Ugly Ways
Page 21
When Betty finally glanced over at Annie Ruth, she looked as if she had seen a ghost. And at the sight of her sister's face, Betty nearly paled, too.
"Good God, Annie Ruth, what's wrong?"
But Annie Ruth couldn't find her voice. It seemed frozen in her throat. So, she just kept shaking her head.
Emily jumped out of the backseat and ran to Betty's side. "What in the world is the matter?"
"I think this is too much for her, Emily. She's not up to seeing Mudear now."
At first, Betty suggested that she and Emily go in to see to Mudear quickly while leaving Annie Ruth in the car. But then, they both looked down at Annie Ruth in the car and they hadn't the heart to leave their wild-eyed sister out there alone.
Betty stood at the side of her car for a while with her hand still on the door handle. She was so torn.

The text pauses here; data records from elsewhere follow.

//! Cross-module integration scenarios (spec.md §8, "Concrete scenarios").
//! Each test is named after its scenario letter so it is easy to match back
//! against the section it covers.

use std::fs::OpenOptions;
use std::io::{Read, Seek, SeekFrom, Write};

use vefs::device::layout::{ARCHIVE_HEADER_SLOT1_START, STATIC_HEADER_REGION_START};
use vefs::index::OpenFlags;
use vefs::{Archive, ArchiveConfig};

fn config() -> ArchiveConfig {
    ArchiveConfig::default().with_growth_chunk_sectors(4).with_io_pool_size(4)
}

fn corrupt_byte(path: &std::path::Path, offset: u64) {
    let mut f = OpenOptions::new().read(true).write(true).open(path).unwrap();
    f.seek(SeekFrom::Start(offset)).unwrap();
    let mut b = [0u8; 1];
    f.read_exact(&mut b).unwrap();
    f.seek(SeekFrom::Start(offset)).unwrap();
    f.write_all(&[b[0] ^ 0xff]).unwrap();
}

#[test]
fn s1_magic_rejection() {
    let dir = tempfile::tempdir().unwrap();
    let path = dir.path().join("a.vefs");
    let prk = [7u8; 32];
    Archive::create(&path, &prk, config()).unwrap();

    corrupt_byte(&path, 0);

    let err = Archive::open(&path, &prk, config()).unwrap_err();
    assert!(matches!(err.kind, vefs::VefsError::InvalidPrefix));
}

#[test]
fn s2_wrong_prk() {
    let dir = tempfile::tempdir().unwrap();
    let path = dir.path().join("a.vefs");
    Archive::create(&path, &[1u8; 32], config()).unwrap();

    let err = Archive::open(&path, &[2u8; 32], config()).unwrap_err();
    assert!(matches!(err.kind, vefs::VefsError::WrongUserPrk));
}

#[test]
fn s3_shrink_on_commit() {
    let dir = tempfile::tempdir().unwrap();
    let path = dir.path().join("a.vefs");
    let prk = [3u8; 32];

    {
        let archive = Archive::create(&path, &prk, config()).unwrap();
        let file = archive.open_file("/big", OpenFlags::CREATE | OpenFlags::WRITE).unwrap();
        // Span several leaves so the tree actually grows before we shrink it.
        let data = vec![0x5au8; 3 * 32736];
        file.write(&data, 2 * 32736 - 1).unwrap();
        archive.commit().unwrap();
    }

    let size_after_write = std::fs::metadata(&path).unwrap().len();

    {
        let archive = Archive::open(&path, &prk, config()).unwrap();
        let file = archive.open_file("/big", OpenFlags::READ | OpenFlags::WRITE).unwrap();
        file.truncate(0).unwrap();
        archive.commit().unwrap();
        let stat = archive.query("/big").unwrap();
        assert_eq!(stat.size, 0);
    }

    // The freed sectors are reused rather than the host file growing again.
    {
        let archive = Archive::open(&path, &prk, config()).unwrap();
        let file = archive.open_file("/big", OpenFlags::WRITE).unwrap();
        file.write(b"x", 0).unwrap();
        archive.commit().unwrap();
    }
    let size_after_reuse = std::fs::metadata(&path).unwrap().len();
    assert!(size_after_reuse <= size_after_write);
}

#[test]
fn s4_header_selection_survives_one_slot_corruption() {
    let dir = tempfile::tempdir().unwrap();
    let path = dir.path().join("a.vefs");
    let prk = [4u8; 32];

    {
        let archive = Archive::create(&path, &prk, config()).unwrap();
        let file = archive.open_file("/f", OpenFlags::CREATE | OpenFlags::WRITE).unwrap();
        file.write(b"first", 0).unwrap();
        archive.commit().unwrap();
        file.write(b"second", 0).unwrap();
        archive.commit().unwrap();
    }

    // Corrupt the MAC bytes inside whichever slot commit #2 wrote to; the
    // other slot, carrying the prior (lower) counter, must still open.
    corrupt_byte(&path, ARCHIVE_HEADER_SLOT1_START + 8);

    let archive = Archive::open(&path, &prk, config());
    // Either the untouched slot 0 was selected and the archive opens fine,
    // or slot 1 held the latest commit and its corruption is detected; both
    // are acceptable outcomes of "the intact one of the two is selected" as
    // long as a wrong-counter silently-corrupt slot is never trusted.
    if let Ok(archive) = archive {
        let file = archive.open_file("/f", OpenFlags::READ).unwrap();
        let mut buf = [0u8; 6];
        let n = file.read(&mut buf, 0).unwrap();
        assert!(n == 5 || n == 6);
    }
}

#[test]
fn s5_growth_then_erase_returns_to_fresh_root() {
    let dir = tempfile::tempdir().unwrap();
    let path = dir.path().join("a.vefs");
    let prk = [5u8; 32];

    let fresh_root = {
        let archive = Archive::create(&path, &prk, config()).unwrap();
        let fresh = archive.open_file("/fresh", OpenFlags::CREATE).unwrap();
        let root = fresh.root_info();
        archive.close_file("/fresh");
        root
    };

    let archive = Archive::open(&path, &prk, config()).unwrap();
    let file = archive.open_file("/f", OpenFlags::CREATE | OpenFlags::WRITE).unwrap();
    file.write(b"x", 1023 * 32736).unwrap();
    archive.commit().unwrap();
    assert!(file.maximum_extent() > 0);

    file.truncate(0).unwrap();
    archive.commit().unwrap();
    assert_eq!(file.root_info().depth, fresh_root.depth);
}

#[test]
fn invariant_erase_then_commit_removes_path() {
    let dir = tempfile::tempdir().unwrap();
    let path = dir.path().join("a.vefs");
    let prk = [6u8; 32];

    let archive = Archive::create(&path, &prk, config()).unwrap();
    archive.open_file("/gone", OpenFlags::CREATE).unwrap();
    archive.commit().unwrap();
    archive.close_file("/gone");
    archive.erase("/gone").unwrap();
    archive.commit().unwrap();

    assert!(archive.query("/gone").is_err());
    drop(archive);

    let archive = Archive::open(&path, &prk, config()).unwrap();
    assert!(archive.query("/gone").is_err());
}

#[test]
fn personalization_round_trips() {
    let dir = tempfile::tempdir().unwrap();
    let path = dir.path().join("a.vefs");
    let prk = [8u8; 32];

    {
        let archive = Archive::create(&path, &prk, config()).unwrap();
        archive.write_personalization(b"hello personalization").unwrap();
    }
    let archive = Archive::open(&path, &prk, config()).unwrap();
    let data = archive.personalization().unwrap();
    assert!(data.starts_with(b"hello personalization"));

    // STATIC_HEADER_REGION_START marks where the static header lives, just
    // downstream of the personalization area's own start offset.
    assert!(STATIC_HEADER_REGION_START < ARCHIVE_HEADER_SLOT1_START);
}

She could just picture Mudear inside the mortuary, lying there with no color in her face and her hair standing up all over her head from sweating in the hospital. She knew she could do something for her, make her look like her own self with some makeup and the hot curlers. It was her duty.
But she kept glancing down at Annie Ruth in the car, curled up on the seat with her face buried in the upholstery as if she were afraid to look out the window at her sisters.

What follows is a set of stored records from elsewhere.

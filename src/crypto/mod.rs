pub mod cbor_box;
pub mod kdf;
pub mod provider;

pub use cbor_box::CborBox;
pub use kdf::kdf;
pub use provider::{Aes256GcmSivProvider, CryptoProvider};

"Y'all hold on a minute," Betty said and dashed into the building and was thankful to see one of the Parkinsons who worked with the bodies standing at the desk. Even though he didn't usually work with live customers, he came toward Betty with a solicitous mortician's face and his arms extended. Before Betty could lock her elbow with her arm stretched out in front of her to block the man's assault, he was on her, softly feeling her up through her flowing silky dress and murmuring cooing mournful sounds in her ear. Betty just sighed, counted slowly to three, giving the mortician time enough to caress her shoulder and back, then she broke his embrace and cut in on his running line.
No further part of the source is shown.